//! Physical quantities used in hierarchy parameters.
//!
//! This module parses the string tokens the configuration layer accepts. It provides:
//! 1. **`MemorySize`:** Byte capacities such as `"32kB"`, `"2MB"`, `"2048MB"` (binary multipliers).
//! 2. **`Frequency`:** Clock rates such as `"2GHz"` (decimal multipliers).
//! 3. **`Voltage`:** Supply voltages such as `"1.0V"` or `"800mV"`.
//!
//! All three serialize back to their canonical string form so a dumped topology
//! reads the same way the configuration was written.

use std::fmt;
use std::str::FromStr;

use serde::{Deserialize, Serialize};

use super::error::ConfigError;

/// Simulator ticks per second (one tick is one picosecond).
pub const TICKS_PER_SECOND: u64 = 1_000_000_000_000;

const SIZE_UNITS: &[(&str, u64)] = &[
    ("TiB", 1 << 40),
    ("TB", 1 << 40),
    ("GiB", 1 << 30),
    ("GB", 1 << 30),
    ("MiB", 1 << 20),
    ("MB", 1 << 20),
    ("KiB", 1 << 10),
    ("kB", 1 << 10),
    ("KB", 1 << 10),
    ("B", 1),
    ("T", 1 << 40),
    ("G", 1 << 30),
    ("M", 1 << 20),
    ("k", 1 << 10),
    ("K", 1 << 10),
];

const FREQ_UNITS: &[(&str, u64)] = &[
    ("THz", 1_000_000_000_000),
    ("GHz", 1_000_000_000),
    ("MHz", 1_000_000),
    ("kHz", 1_000),
    ("Hz", 1),
];

/// Splits `"32kB"` into `("32", "kB")`.
fn split_number(input: &str) -> (&str, &str) {
    let end = input
        .find(|c: char| !(c.is_ascii_digit() || c == '.'))
        .unwrap_or(input.len());
    input.split_at(end)
}

/// A capacity in bytes.
///
/// Parsing follows the simulator convention where `k`, `M`, `G` are powers of 1024.
#[derive(Debug, Clone, Copy, PartialEq, Eq, PartialOrd, Ord, Hash, Serialize, Deserialize)]
#[serde(try_from = "String", into = "String")]
pub struct MemorySize(u64);

impl MemorySize {
    /// Creates a size from a raw byte count.
    pub const fn from_bytes(bytes: u64) -> Self {
        Self(bytes)
    }

    /// Creates a size of `kib` kibibytes.
    pub const fn from_kib(kib: u64) -> Self {
        Self(kib << 10)
    }

    /// Creates a size of `mib` mebibytes.
    pub const fn from_mib(mib: u64) -> Self {
        Self(mib << 20)
    }

    /// Returns the byte count.
    pub const fn bytes(self) -> u64 {
        self.0
    }

    /// Returns `true` for a zero-byte size.
    pub const fn is_zero(self) -> bool {
        self.0 == 0
    }
}

impl FromStr for MemorySize {
    type Err = ConfigError;

    fn from_str(s: &str) -> Result<Self, Self::Err> {
        let invalid = |reason| ConfigError::InvalidQuantity {
            kind: "memory size",
            input: s.to_owned(),
            reason,
        };
        let (number, suffix) = split_number(s.trim());
        if number.is_empty() {
            return Err(invalid("missing numeric value"));
        }
        let value: u64 = number
            .parse()
            .map_err(|_| invalid("value must be a whole number"))?;
        let multiplier = if suffix.is_empty() {
            1
        } else {
            SIZE_UNITS
                .iter()
                .find(|(unit, _)| *unit == suffix)
                .map(|&(_, m)| m)
                .ok_or_else(|| invalid("unknown unit"))?
        };
        value
            .checked_mul(multiplier)
            .map(Self)
            .ok_or_else(|| invalid("value overflows 64 bits"))
    }
}

impl TryFrom<String> for MemorySize {
    type Error = ConfigError;

    fn try_from(value: String) -> Result<Self, Self::Error> {
        value.parse()
    }
}

impl From<MemorySize> for String {
    fn from(size: MemorySize) -> Self {
        size.to_string()
    }
}

impl fmt::Display for MemorySize {
    fn fmt(&self, f: &mut fmt::Formatter<'_>) -> fmt::Result {
        const DISPLAY: &[(&str, u64)] =
            &[("TB", 1 << 40), ("GB", 1 << 30), ("MB", 1 << 20), ("kB", 1 << 10)];
        if self.0 != 0 {
            for &(unit, m) in DISPLAY {
                if self.0 % m == 0 {
                    return write!(f, "{}{unit}", self.0 / m);
                }
            }
        }
        write!(f, "{}B", self.0)
    }
}

/// A clock frequency in hertz.
#[derive(Debug, Clone, Copy, PartialEq, Eq, PartialOrd, Ord, Hash, Serialize, Deserialize)]
#[serde(try_from = "String", into = "String")]
pub struct Frequency(u64);

impl Frequency {
    /// Creates a frequency from a raw hertz value.
    pub const fn from_hz(hz: u64) -> Self {
        Self(hz)
    }

    /// Creates a frequency of `ghz` gigahertz.
    pub const fn from_ghz(ghz: u64) -> Self {
        Self(ghz * 1_000_000_000)
    }

    /// Returns the frequency in hertz.
    pub const fn hz(self) -> u64 {
        self.0
    }

    /// Returns the clock period in simulator ticks, rounded to the nearest tick.
    pub fn period_ticks(self) -> u64 {
        let hz = self.0.max(1);
        (TICKS_PER_SECOND + hz / 2) / hz
    }
}

impl FromStr for Frequency {
    type Err = ConfigError;

    fn from_str(s: &str) -> Result<Self, Self::Err> {
        let invalid = |reason| ConfigError::InvalidQuantity {
            kind: "frequency",
            input: s.to_owned(),
            reason,
        };
        let (number, suffix) = split_number(s.trim());
        let value: f64 = number.parse().map_err(|_| invalid("missing numeric value"))?;
        let multiplier = FREQ_UNITS
            .iter()
            .find(|(unit, _)| *unit == suffix)
            .map(|&(_, m)| m)
            .ok_or_else(|| invalid("expected a Hz, kHz, MHz, GHz or THz suffix"))?;
        let hz = (value * multiplier as f64).round();
        if !hz.is_finite() || hz < 1.0 || hz > TICKS_PER_SECOND as f64 {
            return Err(invalid("frequency must be between 1Hz and 1THz"));
        }
        Ok(Self(hz as u64))
    }
}

impl TryFrom<String> for Frequency {
    type Error = ConfigError;

    fn try_from(value: String) -> Result<Self, Self::Error> {
        value.parse()
    }
}

impl From<Frequency> for String {
    fn from(freq: Frequency) -> Self {
        freq.to_string()
    }
}

impl fmt::Display for Frequency {
    fn fmt(&self, f: &mut fmt::Formatter<'_>) -> fmt::Result {
        for &(unit, m) in FREQ_UNITS {
            if self.0 >= m && self.0 % m == 0 {
                return write!(f, "{}{unit}", self.0 / m);
            }
        }
        write!(f, "{}Hz", self.0)
    }
}

/// A supply voltage in volts.
#[derive(Debug, Clone, Copy, PartialEq, PartialOrd, Serialize, Deserialize)]
#[serde(try_from = "String", into = "String")]
pub struct Voltage(f64);

impl Voltage {
    /// Creates a voltage from a value in volts.
    pub const fn from_volts(volts: f64) -> Self {
        Self(volts)
    }

    /// Returns the voltage in volts.
    pub const fn volts(self) -> f64 {
        self.0
    }
}

impl FromStr for Voltage {
    type Err = ConfigError;

    fn from_str(s: &str) -> Result<Self, Self::Err> {
        let invalid = |reason| ConfigError::InvalidQuantity {
            kind: "voltage",
            input: s.to_owned(),
            reason,
        };
        let (number, suffix) = split_number(s.trim());
        let value: f64 = number.parse().map_err(|_| invalid("missing numeric value"))?;
        let volts = match suffix {
            "V" => value,
            "mV" => value / 1000.0,
            _ => return Err(invalid("expected a V or mV suffix")),
        };
        if volts <= 0.0 || !volts.is_finite() {
            return Err(invalid("voltage must be positive"));
        }
        Ok(Self(volts))
    }
}

impl TryFrom<String> for Voltage {
    type Error = ConfigError;

    fn try_from(value: String) -> Result<Self, Self::Error> {
        value.parse()
    }
}

impl From<Voltage> for String {
    fn from(v: Voltage) -> Self {
        v.to_string()
    }
}

impl fmt::Display for Voltage {
    fn fmt(&self, f: &mut fmt::Formatter<'_>) -> fmt::Result {
        // `{}` on f64 never switches to exponent form, so the output parses back.
        if self.0.fract() == 0.0 {
            write!(f, "{:.1}V", self.0)
        } else {
            write!(f, "{}V", self.0)
        }
    }
}
//! Processor descriptor.
//!
//! This module holds the CPU side of the hierarchy: the CPU model, its private L1 caches, the
//! interrupt controller, and the thread contexts created once a workload is bound.

/// CPU model, cache ports, interrupt controller, and workload threads.
pub mod cpu;

pub use self::cpu::{Cpu, CpuKind, InterruptController, ThreadContext};
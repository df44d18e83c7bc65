//! Common test utilities and helpers
//!
//! Shared fixture for the integration tests. Every test connects on its
//! own, creates the fixture tables if needed, and works on rows it owns
//! (its own airport codes, its own actor id), so tests can run in parallel.

#![allow(dead_code)]

use airdesk::audit::{ActorId, AuditAction, AuditLogger, AuditQuery};
use airdesk::config::{ConnectionConfig, SslMode};
use airdesk::crud::{CrudEngine, FieldValues};
use airdesk::db::{Identifier, PostgresProvider, SchemaRegistry, TableName};

/// Serializes fixture DDL across concurrently running tests.
const FIXTURE_LOCK: i64 = 0x0a1d_e5c0;

const FIXTURE_SQL: &str = "
CREATE TABLE IF NOT EXISTS airports (
    airport_id serial PRIMARY KEY,
    name text NOT NULL,
    city text,
    country text,
    code varchar(10) NOT NULL UNIQUE
);
CREATE TABLE IF NOT EXISTS terminals (
    terminal_id serial PRIMARY KEY,
    airport_id int NOT NULL REFERENCES airports (airport_id),
    name text NOT NULL,
    opened_at timestamp
);
CREATE TABLE IF NOT EXISTS airport_notes (
    note text,
    written_by int
);
DO $$ BEGIN
    CREATE TYPE flight_status AS ENUM ('Scheduled', 'Delayed', 'Cancelled');
EXCEPTION WHEN duplicate_object THEN NULL;
END $$;
CREATE TABLE IF NOT EXISTS flights (
    flight_id serial PRIMARY KEY,
    flight_number varchar(10) NOT NULL UNIQUE,
    status flight_status,
    load_factor real,
    departs_at timestamptz,
    details jsonb
);
";

/// Database connection config from `TEST_DB_*`, defaulting to the local
/// test container.
pub fn test_config() -> ConnectionConfig {
    ConnectionConfig {
        name: "integration-test".to_string(),
        host: std::env::var("TEST_DB_HOST").unwrap_or_else(|_| "localhost".to_string()),
        port: std::env::var("TEST_DB_PORT")
            .ok()
            .and_then(|p| p.parse().ok())
            .unwrap_or(5433),
        database: std::env::var("TEST_DB_NAME").unwrap_or_else(|_| "test_db".to_string()),
        username: std::env::var("TEST_DB_USER").unwrap_or_else(|_| "test_user".to_string()),
        password: Some(
            std::env::var("TEST_DB_PASSWORD").unwrap_or_else(|_| "test_password".to_string()),
        ),
        ssl_mode: SslMode::Disable,
    }
}

/// Connect, or print why the test is skipped and return `None`.
pub async fn connect() -> Option<PostgresProvider> {
    let config = test_config();
    match PostgresProvider::connect(&config).await {
        Ok(provider) => Some(provider),
        Err(e) => {
            eprintln!(
                "Skipping test: Database not available at {}:{} - {}",
                config.host, config.port, e
            );
            None
        }
    }
}

pub fn table(name: &str) -> TableName {
    Identifier::parse(name).unwrap()
}

/// Create the fixture tables and the audit table.
pub async fn setup_fixture(db: &mut PostgresProvider) {
    let tx = db.transaction().await.unwrap();
    tx.execute("SELECT pg_advisory_xact_lock($1)", &[&FIXTURE_LOCK])
        .await
        .unwrap();
    tx.batch_execute(FIXTURE_SQL).await.unwrap();
    AuditLogger::default().ensure_table(&tx).await.unwrap();
    tx.commit().await.unwrap();
}

/// Connect, set up the fixture and build an engine over the fixture tables.
pub async fn engine() -> Option<(PostgresProvider, CrudEngine)> {
    engine_with(AuditLogger::default()).await
}

/// Like [`engine`], writing audit entries through `audit`.
pub async fn engine_with(audit: AuditLogger) -> Option<(PostgresProvider, CrudEngine)> {
    let mut db = connect().await?;
    setup_fixture(&mut db).await;
    let names = [
        table("airports"),
        table("terminals"),
        table("airport_notes"),
        table("flights"),
    ];
    let registry = SchemaRegistry::load(&db, &names).await.unwrap();
    Some((db, CrudEngine::new(registry, audit)))
}

/// Remove airports with `code` (and their terminals) left over from an
/// earlier run. Bypasses the engine, so nothing is audited.
pub async fn remove_airport(db: &PostgresProvider, code: &str) {
    db.client()
        .execute(
            "DELETE FROM terminals WHERE airport_id IN (SELECT airport_id FROM airports WHERE code = $1)",
            &[&code],
        )
        .await
        .unwrap();
    db.client()
        .execute("DELETE FROM airports WHERE code = $1", &[&code])
        .await
        .unwrap();
}

/// Remove the flight with `number` left over from an earlier run.
pub async fn remove_flight(db: &PostgresProvider, number: &str) {
    db.client()
        .execute("DELETE FROM flights WHERE flight_number = $1", &[&number])
        .await
        .unwrap();
}

/// Rows in `airports` with `code`, read without going through the engine.
pub async fn airports_with_code(db: &PostgresProvider, code: &str) -> i64 {
    db.client()
        .query_one("SELECT count(*) FROM airports WHERE code = $1", &[&code])
        .await
        .unwrap()
        .get(0)
}

pub fn fields(pairs: &[(&str, &str)]) -> FieldValues {
    pairs
        .iter()
        .map(|(k, v)| (k.to_string(), v.to_string()))
        .collect()
}

/// Audit entries written by `actor` against `table` for `action`.
pub async fn audit_count(
    db: &PostgresProvider,
    actor: ActorId,
    table_name: &str,
    action: AuditAction,
) -> usize {
    let query = AuditQuery {
        table: Some(table(table_name)),
        action: Some(action),
        actor: Some(actor),
        limit: i64::MAX,
    };
    AuditLogger::default()
        .recent(db.client(), &query)
        .await
        .unwrap()
        .len()
}

/// Total audit entries written by `actor`, any table or action.
pub async fn audit_total(db: &PostgresProvider, actor: ActorId) -> usize {
    let query = AuditQuery {
        actor: Some(actor),
        limit: i64::MAX,
        ..AuditQuery::default()
    };
    AuditLogger::default()
        .recent(db.client(), &query)
        .await
        .unwrap()
        .len()
}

* Problem statement *
Your reply must consist solely of the count of lines in the listing above that hold the string "SchemaRegistry".

* Written answer *
2